La situazione a me sembra molto chiara. Il Napoli non aveva nessuna voglia di andare, quali che siano le motivazioni (vedi sotto) ed ha usato il loro amichetto De Luca come sponda. Hanno chiesto un parere alla ASL (di cui non avevano bisogno, visto che c'è il famoso protocollo) e la ASL ne ha dato una interpretazione restrittiva (a voce nelle dichiarazioni, perchè poi scommetto che l'atto di ufficio è lo stesso che avranno notificato alla Salernitana e che le ha comunque permesso di viaggiare). Il Napoli si è comportato in modo da rompere l'accordo che era stato fatto a maggio, mettendo a rischio non tanto una giornata di campionato, quanto l'esistenza stessa della Lega di Serie A. Chi si aspetta una risposta della Lega meno che durissima di fronte a una enormità del genere si sbaglia di grosso.
Sulle ragioni che possono aver spinto de laurentis, perdere la partita tanto a zero (come loro hanno vinto col genoa) perchè in effetti un focolaio si sta sviluppando, bloccare la stagione per non pagare gli stipendi (non sono riusciti a vendere nessuno, anche se penso soldi ne abbiano), provare a sabotare la Lega in ottica svendita a fondi di investimento, oppure per favorire la famosa Eurolega.
Altro discorso meriterebbe il fatto che (forse per la prima volta) abbiamo assistito ad un focolaio in una squadra (il genoa), che verosimilmente è passato ad un'altra (il napoli) grazie ad una partita.
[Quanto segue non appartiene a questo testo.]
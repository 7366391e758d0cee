//! Per-file diagnostics for the translator.
//!
//! Diagnostics are append-only per source file and never abort a
//! transformation: the visitor keeps walking and produces best-effort output.
//! The driver inspects the accumulated list after each file and decides
//! whether to proceed.

use serde::Serialize;

use crate::span::Span;

#[derive(Copy, Clone, Debug, PartialEq, Eq, Serialize)]
pub enum DiagnosticCategory {
    Warning,
    Error,
}

/// A single translator diagnostic.
///
/// `code` is always 0: the translator has no numbered message catalog, and
/// downstream tooling keys on the message text.
#[derive(Debug, Clone, PartialEq, Eq, Serialize)]
pub struct Diagnostic {
    pub category: DiagnosticCategory,
    pub code: u32,
    pub file: String,
    pub start: u32,
    pub length: u32,
    pub message_text: String,
}

impl Diagnostic {
    pub fn error(file: impl Into<String>, span: Span, message: impl Into<String>) -> Self {
        Diagnostic {
            category: DiagnosticCategory::Error,
            code: 0,
            file: file.into(),
            start: if span.is_dummy() { 0 } else { span.start },
            length: if span.is_dummy() { 0 } else { span.len() },
            message_text: message.into(),
        }
    }

    pub fn warning(file: impl Into<String>, span: Span, message: impl Into<String>) -> Self {
        Diagnostic {
            category: DiagnosticCategory::Warning,
            ..Diagnostic::error(file, span, message)
        }
    }
}

#[cfg(test)]
mod tests {
    use super::*;

    #[test]
    fn test_dummy_span_maps_to_zero() {
        let diag = Diagnostic::error("a.ts", Span::dummy(), "boom");
        assert_eq!(diag.start, 0);
        assert_eq!(diag.length, 0);
        assert_eq!(diag.code, 0);
    }
}
//! Per-source-file translation state.
//!
//! `ModuleTranslator` owns everything that accumulates while one file is
//! rewritten: symbol aliases, forward declares, diagnostics. It is created
//! when a file begins processing and discarded once the forward declares
//! have been spliced in; nothing here is shared between files.

use rustc_hash::{FxHashMap, FxHashSet};

use stilt_ast::{NodeArena, NodeId, NodeKind, RawComment, TypeParam};
use stilt_common::{Diagnostic, Span, TranslatorHost};
use stilt_sema::{Checker, SymbolId, TypeId, TypeKey};

use crate::jsdoc::{self, Tag};
use crate::type_translator::TypeTranslator;

/// A synthetic import that keeps a module's type namespace reachable even
/// when the runtime import is dropped. At most one per module path.
#[derive(Debug, Clone)]
pub struct ForwardDeclare {
    pub module_path: String,
    /// Canonical module name from the host.
    pub module_name: String,
    pub alias: String,
    pub explicitly_imported: bool,
    pub default_import: bool,
}

pub struct ModuleTranslator<'a> {
    pub host: &'a dyn TranslatorHost,
    pub checker: &'a Checker<'a>,
    pub file_name: String,
    /// Symbol identity -> local alias name currently in scope.
    pub symbol_aliases: FxHashMap<SymbolId, String>,
    forward_declares: Vec<ForwardDeclare>,
    forward_declared_paths: FxHashMap<String, usize>,
    pub diagnostics: Vec<Diagnostic>,
    pub is_for_externs: bool,
    pub(crate) blacklisted_type_params: FxHashSet<String>,
    next_forward_declare: u32,
}
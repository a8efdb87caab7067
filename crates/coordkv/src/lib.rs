//! coordkv: a uniform key-value layer over distributed coordination backends
//!
//! Provides one [`KvStore`] trait with two interchangeable implementations:
//!
//! - **Consul**: talks to the Consul HTTP KV API. Per-key expiration is
//!   emulated with an absolute expiry stamped on every write and a background
//!   sweep that deletes stale entries.
//! - **etcd**: talks to the etcd v2 keys API over a list of peers, failing over
//!   to the next peer on connection errors and validating every echoed reply.
//!
//! # Usage
//!
//! ```ignore
//! use coordkv::{KvConfig, KvStoreFactory};
//!
//! let config = KvConfig::from_env()?;
//! let store = KvStoreFactory::create(&config)?;
//!
//! store.set("app/leader", "node-1").await?;
//! let leader = store.get("app/leader").await?;
//! for pair in store.list("app").await? {
//!     println!("{} = {}", pair.key, pair.value);
//! }
//! ```

pub mod backends;
pub mod error;
pub mod services;

pub use backends::{BackendKind, ConsulBackend, EtcdBackend, Expiry, KvPair, KvStore};
pub use error::KvError;
pub use services::{BackendConfig, ConsulConfig, EtcdConfig, KvConfig, KvStoreFactory};
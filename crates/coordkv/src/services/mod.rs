//! Backend configuration and store construction
//!
//! A caller describes the backend it wants with a [`KvConfig`] and gets a
//! ready-to-use [`crate::KvStore`] from [`KvStoreFactory`].

mod config;
mod factory;

pub use config::{
    BackendConfig, ConsulConfig, EtcdConfig, KvConfig, DEFAULT_CONSUL_ADDRESS,
    DEFAULT_REQUEST_TIMEOUT_SECS, DEFAULT_SWEEP_INTERVAL_SECS, ENV_BACKEND, ENV_CONSUL_ADDRESS,
    ENV_TTL,
};
pub use factory::KvStoreFactory;
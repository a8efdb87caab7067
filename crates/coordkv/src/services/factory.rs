//! Store construction from configuration

use std::sync::Arc;

use tracing::{debug, error};

use super::config::{BackendConfig, KvConfig};
use crate::backends::{ConsulBackend, EtcdBackend, KvStore};
use crate::error::KvError;

/// Builds the [`KvStore`] selected by a [`KvConfig`]
pub struct KvStoreFactory;

impl KvStoreFactory {
    /// Create a store instance for the configured backend.
    ///
    /// No connection is made here; each backend connects on its first call.
    pub fn create(config: &KvConfig) -> Result<Arc<dyn KvStore>, KvError> {
        config.validate().map_err(|e| {
            error!("Invalid KV configuration: {}", e);
            e
        })?;

        debug!(backend = %config.backend.kind(), "Creating KV store");

        match &config.backend {
            BackendConfig::Consul(consul) => Ok(Arc::new(ConsulBackend::new(consul.clone()))),
            BackendConfig::Etcd(etcd) => Ok(Arc::new(EtcdBackend::new(etcd.clone()))),
        }
    }

    /// Create a store from the process environment (see [`KvConfig::from_env`])
    pub fn from_env() -> Result<Arc<dyn KvStore>, KvError> {
        Self::create(&KvConfig::from_env()?)
    }
}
Sicuramente qui c'è una falla delle pratiche messe in atto finora, e francamente non so come ci si possa mettere una pezza. Ma a pensarci bene, considerando che il napoli sarebbe già stato infettato, chi veramente doveva aver paura di giocare dal punto di vista sanitario, è la juve. Comunque, che la questione sanitaria sia stata solo un pretesto lo si capisce dal fatto che hanno convocato i giocatori del napoli per allenarsi da martedì, cambiando il domicilio.
Di grazia, quante volte si può cambiare domicilio durante una quarantena??? Una buffonata da qualunque parte la si guardi. L'abitudine del mondo del calcio a sfruttare il covid per i propri interessi vedo che non è cambiata.